Welcome to PDCAT'08, the ninth International Conference on Parallel and Distributed Computing, Applications and Technologies. And welcome to New Zealand, to Dunedin and to the University of Otago, your hosts for this year's conference. It is appropriate that PDCAT come to New Zealand for the first time this year as the country develops its capabilities with KAREN, the Kiwi Advanced Research and Education Network.

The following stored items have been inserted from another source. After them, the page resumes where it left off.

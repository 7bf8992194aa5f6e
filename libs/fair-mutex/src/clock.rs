// Copyright 2025 Jonas Kruckenberg
//
// Licensed under the Apache License, Version 2.0, <LICENSE-APACHE or
// http://apache.org/licenses/LICENSE-2.0> or the MIT license <LICENSE-MIT or
// http://opensource.org/licenses/MIT>, at your option. This file may not be
// copied, modified, or distributed except according to those terms.

/// A monotonic time source.
///
/// The mutex only uses it to measure how long a waiter has been parked, so the origin of the
/// timeline is irrelevant. Readings must never go backwards.
pub trait Clock {
    /// Returns the current time in nanoseconds.
    fn now(&self) -> u64;
}

impl<C: Clock + ?Sized> Clock for &C {
    #[inline]
    fn now(&self) -> u64 {
        (**self).now()
    }
}

#[cfg(feature = "std")]
pub use std_clock::MonotonicClock;

#[cfg(feature = "std")]
mod std_clock {
    use super::Clock;
    use crate::ConstInit;
    use std::time::Instant;

    lazy_static::lazy_static! {
        static ref TIME_ANCHOR: Instant = Instant::now();
    }

    /// A [`Clock`] backed by [`std::time::Instant`].
    ///
    /// All instances share a process-wide anchor, readings are nanoseconds since the first time
    /// any `MonotonicClock` was read.
    #[derive(Debug, Default, Copy, Clone)]
    pub struct MonotonicClock(());

    impl MonotonicClock {
        #[must_use]
        pub const fn new() -> Self {
            Self(())
        }
    }

    impl ConstInit for MonotonicClock {
        const INIT: Self = Self::new();
    }

    impl Clock for MonotonicClock {
        fn now(&self) -> u64 {
            // saturates after ~584 years of uptime
            u64::try_from(TIME_ANCHOR.elapsed().as_nanos()).unwrap_or(u64::MAX)
        }
    }

    #[cfg(test)]
    mod tests {
        use super::*;
        use core::time::Duration;

        #[test]
        fn monotonic() {
            let clock = MonotonicClock::new();
            let a = clock.now();
            std::thread::sleep(Duration::from_millis(2));
            let b = clock.now();
            assert!(b >= a + 2_000_000, "{b} - {a} < 2ms");
        }
    }
}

Dunedin is New Zealand's oldest city. It was first settled, largely by Scots, about 150 years ago and is known as Edinburgh of the South. Do take some time to explore Dunedin and at least the nearby areas of Otago. For example the Taieri Gorge Railway departs from Dunedin Rail Station and the Royal Albatross Colony is an easy drive or tour from Dunedin city.

Your local Organizing Committee and Programme Committee have put together an exciting week here in Dunedin. The programme holds much of interest and for the first time the conference is supported by four specialized workshops. Of course, there are also those social occasions that are so important to networking with your colleagues.

The workshops are an innovation for PDCAT this year and we hope they will set a successful precedent for future years. The workshops range from the 3rd Annual New Zealand Workshop in High Performance and Grid Computing to workshops with overseas organisers such as the 1st International Workshop on High Performance Data Grids. We wish the workshop organisers all the best.

A conference such as PDCAT is not possible without the efforts of many people. Obviously the authors, the programme committee and the reviewers are essential to the success of any conference. Our particular thanks go to Zhiyi Huang and Zhiwei Xu as programme chairs for assembling the programme and proceedings. We also thank the local organisers for all the work that goes into making a conference such as PDCAT a success. Finally we thank our sponsors, KAREN, World45 and the University of Otago for their support.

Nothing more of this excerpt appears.